Posted on the 27 November 2011 by Periscope @periscopepost
Scream 4 and the nature of horror

Movie poster for Scream 4

“How meta can you get?” is something that people in Scream 4 say. A lot. Most critics, when it came out last year, thought that it could have been, er, well, a bit less meta and a bit better. Which was a shame, since Scream (directed by Wes Craven and written by that most savvy of scribblers, Kevin Williamson), stands as a biting comment on horror films – and yet, as a truly biting horror film itself.

Scream 2, with its film within a film (Stab, starring Tori Spelling, and retelling the events of Scream) succeeded; Scream 3 was, though it had lost its bite, still enjoyable as practically a screwball comedy. They all followed the practised ruts of a horror film, in which an external force causes mayhem for a while, but is tamed and neutered. Like revenge tragedies, they bleed into each other; and like revenge tragedies, it’s very hard to stop the cycle. The Oresteia did it by chaining the Furies up underneath a statue of Athena – but you can’t do that with mask-wearing pyschopaths, can you? There just isn’t enough room.

So what of Scream 4? Well, I would argue that it has found a way to end the cycle. The meta-ness takes many forms. There has been a Stab franchise (they are now on the sixth – or seventh – outing; nobody can quite agree). Sidney Prescott (an always effective Neve Campbell), the original survivor of all three films (boy, she must have some scars, says someone wryly), has emerged from the darkness to write a memoir of her experiences, and returns to her home town to give a reading. Gail Weathers (Courtney Cox), the fast-talking reporter, is now married to dopey Sheriff Dewey (David Arquette), and unable to write her own novel (having written the book that Stab was based on).
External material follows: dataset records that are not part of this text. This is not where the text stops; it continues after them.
use anyhow::Result;

use reelfront_core::AppConfig;

pub fn run(config: &AppConfig, init: bool) -> Result<()> {
    let path = AppConfig::config_path();
    if init {
        if path.exists() {
            println!("Config already exists at {}", path.display());
        } else {
            AppConfig::default().save()?;
            println!("Wrote default config to {}", path.display());
        }
        return Ok(());
    }

    println!("# {}", path.display());
    print!("{}", toml::to_string_pretty(config)?);
    Ok(())
}
use std::time::{Duration, Instant};

use crate::anim::timing::frames_elapsed;
use crate::config::RailConfig;
use crate::motion::MotionPreference;

use super::scroll::ScrollState;

/// Why a tick left the position untouched
#[derive(Debug, Clone, Copy, PartialEq, Eq)]
pub enum HoldReason {
    Paused,
    ReducedMotion,
    /// Container has no usable width (empty rail, zero-sized terminal)
    Unmeasured,
}

/// Result of one driver tick
#[derive(Debug, Clone, Copy, PartialEq)]
pub enum TickOutcome {
    Advanced { position: f64, wrapped: bool },
    Held(HoldReason),
    /// No container; the caller should stop scheduling frames for this rail
    Stopped,
}

/// Frame-rate independent autoscroll
///
/// Speed is expressed per reference frame; elapsed wall time is converted into
/// a (possibly fractional) number of reference frames on each tick.
#[derive(Debug, Clone)]
pub struct AutoscrollDriver {
    speed: f64,
    reference_frame: Duration,
    last_frame: Option<Instant>,
}

impl AutoscrollDriver {
    pub fn new(speed: f64, reference_frame: Duration) -> Self {
        Self {
            speed,
            reference_frame,
            last_frame: None,
        }
    }

    pub fn from_config(config: &RailConfig) -> Self {
        Self::new(config.speed, config.reference_frame())
    }

    pub fn speed(&self) -> f64 {
        self.speed
    }

    /// Forget the last frame time so the next tick starts fresh
    pub fn reset(&mut self) {
        self.last_frame = None;
    }

    pub fn tick(
        &mut self,
        now: Instant,
        scroll: Option<&mut ScrollState>,
        paused: bool,
        motion: &impl MotionPreference,
    ) -> TickOutcome {
        let Some(scroll) = scroll else {
            self.last_frame = None;
            return TickOutcome::Stopped;
        };

        // Re-acquired on every tick, held or not, so a long pause never turns
        // into one large jump.
        let delta = self
            .last_frame
            .map(|last| frames_elapsed(now.saturating_duration_since(last), self.reference_frame))
            .unwrap_or(0.0);
        self.last_frame = Some(now);

        if !scroll.is_measurable() {
            return TickOutcome::Held(HoldReason::Unmeasured);
        }
        if motion.prefers_reduced_motion() {
            return TickOutcome::Held(HoldReason::ReducedMotion);
        }
        if paused {
            return TickOutcome::Held(HoldReason::Paused);
        }

        let wrapped = scroll.advance(self.speed * delta);
        TickOutcome::Advanced {
            position: scroll.position(),
            wrapped,
        }
    }
}

#[cfg(test)]
mod tests {
    use super::*;

    const FRAME: Duration = Duration::from_micros(16_667);

    fn run(driver: &mut AutoscrollDriver, scroll: &mut ScrollState, start: Instant, step: Duration, total: Duration) {
        let mut t = Duration::ZERO;
        while t <= total {
            driver.tick(start + t, Some(scroll), false, &false);
            t += step;
        }
    }

    #[test]
    fn test_first_tick_does_not_move() {
        let mut driver = AutoscrollDriver::new(1.0, FRAME);
        let mut scroll = ScrollState::new(1000.0, 100.0);
        let outcome = driver.tick(Instant::now(), Some(&mut scroll), false, &false);
        assert_eq!(outcome, TickOutcome::Advanced { position: 0.0, wrapped: false });
    }

    #[test]
    fn test_advances_by_speed_per_frame() {
        let mut driver = AutoscrollDriver::new(2.0, FRAME);
        let mut scroll = ScrollState::new(1000.0, 100.0);
        let start = Instant::now();
        driver.tick(start, Some(&mut scroll), false, &false);
        driver.tick(start + FRAME * 3, Some(&mut scroll), false, &false);
        assert!((scroll.position() - 6.0).abs() < 1e-6);
    }

    #[test]
    fn test_wraparound_invariant() {
        let mut driver = AutoscrollDriver::new(7.3, FRAME);
        let mut scroll = ScrollState::new(90.0, 30.0);
        let start = Instant::now();
        for i in 0..5_000u32 {
            driver.tick(start + FRAME * i, Some(&mut scroll), false, &false);
            assert!(scroll.position() >= 0.0);
            assert!(scroll.position() < scroll.loop_width());
        }
    }

    #[test]
    fn test_frame_rate_independence() {
        let item_width = 24.0;
        let start = Instant::now();
        let total = Duration::from_secs(10);

        let mut fast = AutoscrollDriver::new(0.5, FRAME);
        let mut fast_scroll = ScrollState::new(item_width * 20.0, 80.0);
        run(&mut fast, &mut fast_scroll, start, Duration::from_micros(6_944), total);

        let mut slow = AutoscrollDriver::new(0.5, FRAME);
        let mut slow_scroll = ScrollState::new(item_width * 20.0, 80.0);
        run(&mut slow, &mut slow_scroll, start, Duration::from_millis(33), total);

        let diff = (fast_scroll.position() - slow_scroll.position()).abs();
        let loop_width = fast_scroll.loop_width();
        let diff = diff.min(loop_width - diff);
        assert!(diff < item_width, "diff {diff}");
    }

    #[test]
    fn test_paused_holds_and_reacquires_time() {
        let mut driver = AutoscrollDriver::new(1.0, FRAME);
        let mut scroll = ScrollState::new(1000.0, 100.0);
        let start = Instant::now();
        driver.tick(start, Some(&mut scroll), false, &false);
        let held = driver.tick(start + Duration::from_secs(5), Some(&mut scroll), true, &false);
        assert_eq!(held, TickOutcome::Held(HoldReason::Paused));
        assert_eq!(scroll.position(), 0.0);

        // One frame after resuming moves one frame's worth, not five seconds' worth
        driver.tick(start + Duration::from_secs(5) + FRAME, Some(&mut scroll), false, &false);
        assert!((scroll.position() - 1.0).abs() < 1e-6);
    }

    #[test]
    fn test_reduced_motion_suppresses_movement() {
        let mut driver = AutoscrollDriver::new(3.0, FRAME);
        let mut scroll = ScrollState::new(300.0, 100.0);
        scroll.set_position(42.0);
        let start = Instant::now();
        for i in 0..500u32 {
            let paused = i % 3 == 0;
            let outcome = driver.tick(start + FRAME * i, Some(&mut scroll), paused, &true);
            assert_eq!(outcome, TickOutcome::Held(HoldReason::ReducedMotion));
            assert_eq!(scroll.position(), 42.0);
        }
    }

    #[test]
    fn test_unmeasured_and_missing_container() {
        let mut driver = AutoscrollDriver::new(1.0, FRAME);
        let mut scroll = ScrollState::new(0.0, 0.0);
        let now = Instant::now();
        assert_eq!(
            driver.tick(now, Some(&mut scroll), false, &false),
            TickOutcome::Held(HoldReason::Unmeasured)
        );
        assert_eq!(driver.tick(now, None, false, &false), TickOutcome::Stopped);
    }
}
//! Async frame loop for a shared rail
//!
//! The loop ticks at a fixed frame interval until it is told to stop through a
//! `watch` shutdown channel, the handle is dropped, or the rail reports that it
//! has nothing left to drive.

use std::sync::{Arc, Mutex, MutexGuard, PoisonError};
use std::time::Duration;

use tokio::sync::watch;
use tokio::task::JoinHandle;
use tokio::time::{interval, Instant, MissedTickBehavior};
use tracing::{debug, info};

use crate::motion::MotionPreference;

use super::{FrameOutcome, Rail, TickOutcome};

pub type SharedRail<T> = Arc<Mutex<Rail<T>>>;

fn lock<T>(rail: &Mutex<Rail<T>>) -> MutexGuard<'_, Rail<T>> {
    rail.lock().unwrap_or_else(PoisonError::into_inner)
}

/// Handle to a running frame loop
///
/// Dropping the handle stops the loop.
pub struct RailRunner<T> {
    rail: SharedRail<T>,
    shutdown: watch::Sender<bool>,
    task: Option<JoinHandle<u64>>,
}

impl<T> RailRunner<T>
where
    T: Send + Sync + 'static,
{
    /// Start driving `rail` every `frame_interval`
    pub fn spawn<M>(rail: SharedRail<T>, frame_interval: Duration, motion: M) -> Self
    where
        M: MotionPreference + Send + 'static,
    {
        let (shutdown, mut shutdown_rx) = watch::channel(false);
        let loop_rail = Arc::clone(&rail);

        let task = tokio::spawn(async move {
            let mut ticker = interval(frame_interval.max(Duration::from_millis(1)));
            ticker.set_missed_tick_behavior(MissedTickBehavior::Skip);
            let mut frames = 0u64;

            loop {
                tokio::select! {
                    _ = ticker.tick() => {
                        let now = Instant::now().into_std();
                        let outcome = lock(&loop_rail).frame(now, &motion);
                        frames += 1;
                        match outcome {
                            FrameOutcome::Unmounted
                            | FrameOutcome::Scrolled(TickOutcome::Stopped) => {
                                debug!(frames, "rail frame loop has nothing to drive");
                                break;
                            }
                            _ => {}
                        }
                    }
                    changed = shutdown_rx.changed() => {
                        if changed.is_err() || *shutdown_rx.borrow() {
                            break;
                        }
                    }
                }
            }

            frames
        });

        info!(interval_ms = frame_interval.as_millis() as u64, "rail frame loop started");
        Self {
            rail,
            shutdown,
            task: Some(task),
        }
    }

    pub fn rail(&self) -> &SharedRail<T> {
        &self.rail
    }

    /// Stop the loop and wait for it; returns the number of frames driven
    pub async fn stop(mut self) -> u64 {
        self.join().await
    }

    /// Stop the loop, then unmount the rail so no timer can fire afterwards
    pub async fn unmount(mut self) -> u64 {
        let frames = self.join().await;
        lock(&self.rail).unmount();
        frames
    }

    async fn join(&mut self) -> u64 {
        let _ = self.shutdown.send(true);
        match self.task.take() {
            Some(task) => task.await.unwrap_or(0),
            None => 0,
        }
    }
}

impl<T> Drop for RailRunner<T> {
    fn drop(&mut self) {
        if let Some(task) = self.task.take() {
            let _ = self.shutdown.send(true);
            task.abort();
        }
    }
}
Meanwhile the high school students act out versions of Stab, hang up ghostface masks in reference to the original killers, and even have their own Stabathon, where they watch all the films in one go whilst brandishing fake knives.

The pacing of the first two thirds is uneven; new characters are either goofy (such as Dewey’s deputy and Sidney’s assistant, one of whom dies; the wrong one, in my opinion) or unbelievable, like the high school geek who records his entire experience on a webcam nailed to his head. Imagine Peepshow, but with added toilet time. Mercifully, we get none of that. The death scenes are not particularly frightening; and there is hardly a batsqueak of suspense. But it’s still watchable, as a curiosity.

Until the final reel, that is, when a surprise is sprung upon us in true Wes Craven style. The film becomes a mordant, affecting response to the horrors of social networking and the vapid need for fame, with echoes of Nicole Kidman’s To Die For. As a film, it’s entirely clued up (with references to mobiles, Facebook, Twitter and so on) – but these references are not merely window dressing. They are part of the texture of the whole, and essential to the success of the film.

The last third, when Sidney is running for her life, then becomes almost better than the first three films put together. The tension, previously entirely lacking, suddenly appears like a noose around the neck.  Everything is called into question: love, family, friendship; the nature of celebrity, the desire for an admired self. Nothing is sacred in Scream 4. Which makes it, perhaps, closer to the bone than any of its predecessors. And in the final scene, after the film has quietly managed to laugh at itself, you’re left feeling troubled, not cleansed; and that, surely, is what a horror film is meant to do.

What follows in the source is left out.